• **Problem to solve**
Up to and including the line with "for (key, id)", return every line from the start of the entries below exactly.

• **Provided entries**
---+---
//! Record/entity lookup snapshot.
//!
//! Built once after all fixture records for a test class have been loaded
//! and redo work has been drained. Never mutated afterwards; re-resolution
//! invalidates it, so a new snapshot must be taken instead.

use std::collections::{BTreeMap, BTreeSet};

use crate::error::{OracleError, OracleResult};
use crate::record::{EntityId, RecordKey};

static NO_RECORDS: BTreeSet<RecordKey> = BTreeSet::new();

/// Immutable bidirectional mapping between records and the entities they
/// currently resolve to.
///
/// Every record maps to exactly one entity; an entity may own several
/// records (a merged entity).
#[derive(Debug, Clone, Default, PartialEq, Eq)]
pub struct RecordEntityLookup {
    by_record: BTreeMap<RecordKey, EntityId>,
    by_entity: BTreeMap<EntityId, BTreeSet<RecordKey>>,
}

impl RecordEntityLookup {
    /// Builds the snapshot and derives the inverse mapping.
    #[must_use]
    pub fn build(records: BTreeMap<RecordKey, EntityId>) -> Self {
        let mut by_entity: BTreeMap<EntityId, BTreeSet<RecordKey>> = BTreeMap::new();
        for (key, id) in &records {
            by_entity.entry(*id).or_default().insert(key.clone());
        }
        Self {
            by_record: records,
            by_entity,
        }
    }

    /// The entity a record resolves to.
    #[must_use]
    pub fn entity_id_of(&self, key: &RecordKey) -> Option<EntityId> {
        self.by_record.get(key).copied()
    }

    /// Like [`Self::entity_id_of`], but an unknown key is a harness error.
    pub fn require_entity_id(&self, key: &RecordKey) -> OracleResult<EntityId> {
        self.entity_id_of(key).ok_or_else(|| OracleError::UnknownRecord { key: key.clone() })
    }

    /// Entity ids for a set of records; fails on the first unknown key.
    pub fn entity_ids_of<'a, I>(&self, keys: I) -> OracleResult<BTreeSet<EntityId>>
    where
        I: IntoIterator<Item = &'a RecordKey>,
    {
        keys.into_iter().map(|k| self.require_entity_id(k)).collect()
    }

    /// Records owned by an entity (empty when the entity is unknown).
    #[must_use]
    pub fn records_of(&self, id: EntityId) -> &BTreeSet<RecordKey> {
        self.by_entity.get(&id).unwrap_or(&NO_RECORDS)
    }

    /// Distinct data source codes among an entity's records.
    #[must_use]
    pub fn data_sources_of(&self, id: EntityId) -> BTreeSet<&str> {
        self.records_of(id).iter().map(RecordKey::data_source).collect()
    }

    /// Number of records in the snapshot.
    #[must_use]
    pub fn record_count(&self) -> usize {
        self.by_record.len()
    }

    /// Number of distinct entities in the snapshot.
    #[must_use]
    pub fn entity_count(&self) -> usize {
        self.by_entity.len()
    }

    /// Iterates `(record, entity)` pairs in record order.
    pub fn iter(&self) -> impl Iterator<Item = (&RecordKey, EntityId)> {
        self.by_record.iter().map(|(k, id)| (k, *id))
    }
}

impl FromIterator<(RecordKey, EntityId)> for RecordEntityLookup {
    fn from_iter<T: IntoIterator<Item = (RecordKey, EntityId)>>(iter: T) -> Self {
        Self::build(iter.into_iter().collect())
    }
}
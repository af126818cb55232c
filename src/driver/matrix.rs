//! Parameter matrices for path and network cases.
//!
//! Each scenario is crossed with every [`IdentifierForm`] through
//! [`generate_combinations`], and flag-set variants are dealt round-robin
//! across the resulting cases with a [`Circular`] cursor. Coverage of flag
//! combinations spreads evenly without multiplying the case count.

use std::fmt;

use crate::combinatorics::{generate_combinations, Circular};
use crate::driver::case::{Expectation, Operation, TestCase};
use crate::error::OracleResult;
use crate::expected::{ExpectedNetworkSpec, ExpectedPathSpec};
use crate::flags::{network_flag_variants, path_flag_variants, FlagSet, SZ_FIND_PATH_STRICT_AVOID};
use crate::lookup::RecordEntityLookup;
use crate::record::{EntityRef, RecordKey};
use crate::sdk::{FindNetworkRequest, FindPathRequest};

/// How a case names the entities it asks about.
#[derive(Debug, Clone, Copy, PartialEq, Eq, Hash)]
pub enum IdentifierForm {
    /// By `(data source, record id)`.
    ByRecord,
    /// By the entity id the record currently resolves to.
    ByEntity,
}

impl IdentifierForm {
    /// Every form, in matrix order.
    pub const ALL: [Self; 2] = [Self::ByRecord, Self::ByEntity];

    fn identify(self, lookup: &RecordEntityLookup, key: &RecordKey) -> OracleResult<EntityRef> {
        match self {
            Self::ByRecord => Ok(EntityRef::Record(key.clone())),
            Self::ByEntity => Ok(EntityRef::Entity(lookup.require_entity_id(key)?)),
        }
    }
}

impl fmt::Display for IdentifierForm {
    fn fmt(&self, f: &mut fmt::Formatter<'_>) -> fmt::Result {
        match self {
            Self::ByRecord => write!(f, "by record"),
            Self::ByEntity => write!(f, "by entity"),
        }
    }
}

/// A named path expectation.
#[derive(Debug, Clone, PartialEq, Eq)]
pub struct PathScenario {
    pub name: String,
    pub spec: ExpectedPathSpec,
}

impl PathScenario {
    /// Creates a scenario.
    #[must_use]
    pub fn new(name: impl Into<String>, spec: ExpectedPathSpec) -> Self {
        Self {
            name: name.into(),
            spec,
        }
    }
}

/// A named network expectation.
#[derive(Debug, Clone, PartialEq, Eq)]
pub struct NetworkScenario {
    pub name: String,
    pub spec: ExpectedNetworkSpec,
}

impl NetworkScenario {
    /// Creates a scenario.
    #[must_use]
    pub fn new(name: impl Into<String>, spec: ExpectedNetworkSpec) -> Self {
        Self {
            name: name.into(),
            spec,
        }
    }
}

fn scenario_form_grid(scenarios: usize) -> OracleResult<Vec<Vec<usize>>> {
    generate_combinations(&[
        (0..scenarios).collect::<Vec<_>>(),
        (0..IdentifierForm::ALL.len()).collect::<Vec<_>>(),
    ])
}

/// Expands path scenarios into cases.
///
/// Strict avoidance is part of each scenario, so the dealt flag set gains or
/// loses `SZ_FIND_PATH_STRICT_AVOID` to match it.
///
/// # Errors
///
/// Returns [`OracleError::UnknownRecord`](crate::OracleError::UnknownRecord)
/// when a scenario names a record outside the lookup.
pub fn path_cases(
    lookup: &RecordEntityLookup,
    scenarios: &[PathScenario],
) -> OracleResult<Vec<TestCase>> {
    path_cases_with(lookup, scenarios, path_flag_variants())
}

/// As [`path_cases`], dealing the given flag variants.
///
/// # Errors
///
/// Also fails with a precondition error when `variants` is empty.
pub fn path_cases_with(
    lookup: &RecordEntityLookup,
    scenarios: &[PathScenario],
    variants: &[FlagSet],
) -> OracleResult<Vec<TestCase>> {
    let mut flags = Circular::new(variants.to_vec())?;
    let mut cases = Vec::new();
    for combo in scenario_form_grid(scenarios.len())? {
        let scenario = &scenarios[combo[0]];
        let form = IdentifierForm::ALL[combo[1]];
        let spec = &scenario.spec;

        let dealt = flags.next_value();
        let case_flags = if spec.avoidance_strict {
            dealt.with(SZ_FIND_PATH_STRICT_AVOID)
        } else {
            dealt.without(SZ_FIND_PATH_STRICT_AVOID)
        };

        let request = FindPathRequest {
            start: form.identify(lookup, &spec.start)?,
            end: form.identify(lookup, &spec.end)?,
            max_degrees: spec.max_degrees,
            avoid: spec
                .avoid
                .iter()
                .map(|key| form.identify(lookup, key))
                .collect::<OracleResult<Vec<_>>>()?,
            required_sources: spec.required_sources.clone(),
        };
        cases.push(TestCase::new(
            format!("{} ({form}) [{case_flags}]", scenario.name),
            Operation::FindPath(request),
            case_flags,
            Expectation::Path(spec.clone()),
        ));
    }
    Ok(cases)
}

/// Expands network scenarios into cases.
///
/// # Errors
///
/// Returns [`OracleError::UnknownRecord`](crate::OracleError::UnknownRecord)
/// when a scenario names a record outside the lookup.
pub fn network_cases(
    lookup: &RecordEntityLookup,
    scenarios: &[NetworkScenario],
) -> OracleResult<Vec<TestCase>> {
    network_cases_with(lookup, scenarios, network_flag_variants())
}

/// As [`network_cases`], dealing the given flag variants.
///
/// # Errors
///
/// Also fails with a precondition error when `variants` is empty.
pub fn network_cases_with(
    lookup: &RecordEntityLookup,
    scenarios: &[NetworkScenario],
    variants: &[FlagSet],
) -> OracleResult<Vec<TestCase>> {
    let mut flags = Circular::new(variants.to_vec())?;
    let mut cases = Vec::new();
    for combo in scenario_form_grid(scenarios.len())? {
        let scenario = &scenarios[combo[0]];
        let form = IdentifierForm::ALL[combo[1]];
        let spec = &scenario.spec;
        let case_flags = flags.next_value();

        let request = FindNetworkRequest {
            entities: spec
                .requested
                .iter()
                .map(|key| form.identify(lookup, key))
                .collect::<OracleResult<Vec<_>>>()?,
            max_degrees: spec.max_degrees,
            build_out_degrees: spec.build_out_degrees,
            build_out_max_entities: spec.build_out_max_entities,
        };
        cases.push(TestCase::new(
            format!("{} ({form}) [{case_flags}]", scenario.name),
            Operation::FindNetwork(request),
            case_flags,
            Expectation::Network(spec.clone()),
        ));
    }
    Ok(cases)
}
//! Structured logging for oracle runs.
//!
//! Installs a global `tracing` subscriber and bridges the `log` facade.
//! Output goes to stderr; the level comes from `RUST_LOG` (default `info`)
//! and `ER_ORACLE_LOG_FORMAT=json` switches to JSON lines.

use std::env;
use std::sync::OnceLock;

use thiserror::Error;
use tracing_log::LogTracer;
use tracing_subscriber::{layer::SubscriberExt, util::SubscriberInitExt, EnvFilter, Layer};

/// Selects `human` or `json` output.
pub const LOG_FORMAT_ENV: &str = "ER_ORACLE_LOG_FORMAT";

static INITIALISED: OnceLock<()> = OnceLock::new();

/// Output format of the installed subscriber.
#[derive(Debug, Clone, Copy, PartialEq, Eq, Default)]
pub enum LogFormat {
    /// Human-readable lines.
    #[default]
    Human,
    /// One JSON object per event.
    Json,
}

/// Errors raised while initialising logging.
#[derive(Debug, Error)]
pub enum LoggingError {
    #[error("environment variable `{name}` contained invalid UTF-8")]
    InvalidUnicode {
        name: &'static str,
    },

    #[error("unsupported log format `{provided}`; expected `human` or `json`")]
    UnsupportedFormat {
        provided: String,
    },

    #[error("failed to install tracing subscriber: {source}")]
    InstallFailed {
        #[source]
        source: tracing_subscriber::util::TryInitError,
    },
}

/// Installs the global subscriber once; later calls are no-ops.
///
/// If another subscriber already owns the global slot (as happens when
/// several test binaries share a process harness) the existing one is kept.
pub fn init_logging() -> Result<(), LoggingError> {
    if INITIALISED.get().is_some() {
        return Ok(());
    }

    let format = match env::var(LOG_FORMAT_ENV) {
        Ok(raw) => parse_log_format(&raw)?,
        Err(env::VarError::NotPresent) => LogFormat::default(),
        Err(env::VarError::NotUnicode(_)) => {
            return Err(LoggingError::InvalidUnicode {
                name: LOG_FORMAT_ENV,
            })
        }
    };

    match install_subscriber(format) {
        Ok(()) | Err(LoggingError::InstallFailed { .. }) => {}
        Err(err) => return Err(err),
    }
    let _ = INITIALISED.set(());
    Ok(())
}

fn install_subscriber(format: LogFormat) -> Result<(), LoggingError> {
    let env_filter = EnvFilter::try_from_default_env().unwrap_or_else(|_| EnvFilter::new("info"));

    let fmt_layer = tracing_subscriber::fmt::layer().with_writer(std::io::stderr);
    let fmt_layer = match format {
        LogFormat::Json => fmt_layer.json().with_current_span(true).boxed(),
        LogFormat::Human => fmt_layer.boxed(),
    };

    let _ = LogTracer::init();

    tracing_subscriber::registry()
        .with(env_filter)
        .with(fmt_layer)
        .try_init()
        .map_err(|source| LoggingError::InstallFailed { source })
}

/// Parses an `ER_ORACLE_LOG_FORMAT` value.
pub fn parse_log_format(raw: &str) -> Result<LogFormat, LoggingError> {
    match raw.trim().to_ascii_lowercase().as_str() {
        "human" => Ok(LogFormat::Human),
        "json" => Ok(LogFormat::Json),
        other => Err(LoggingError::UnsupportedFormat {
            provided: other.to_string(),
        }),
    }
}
---+---
• **Task response**
//! Record/entity lookup snapshot.
//!
//! Built once after all fixture records for a test class have been loaded
//! and redo work has been drained. Never mutated afterwards; re-resolution
//! invalidates it, so a new snapshot must be taken instead.

use std::collections::{BTreeMap, BTreeSet};

use crate::error::{OracleError, OracleResult};
use crate::record::{EntityId, RecordKey};

static NO_RECORDS: BTreeSet<RecordKey> = BTreeSet::new();

/// Immutable bidirectional mapping between records and the entities they
/// currently resolve to.
///
/// Every record maps to exactly one entity; an entity may own several
/// records (a merged entity).
#[derive(Debug, Clone, Default, PartialEq, Eq)]
pub struct RecordEntityLookup {
    by_record: BTreeMap<RecordKey, EntityId>,
    by_entity: BTreeMap<EntityId, BTreeSet<RecordKey>>,
}

impl RecordEntityLookup {
    /// Builds the snapshot and derives the inverse mapping.
    #[must_use]
    pub fn build(records: BTreeMap<RecordKey, EntityId>) -> Self {
        let mut by_entity: BTreeMap<EntityId, BTreeSet<RecordKey>> = BTreeMap::new();
        for (key, id) in &records {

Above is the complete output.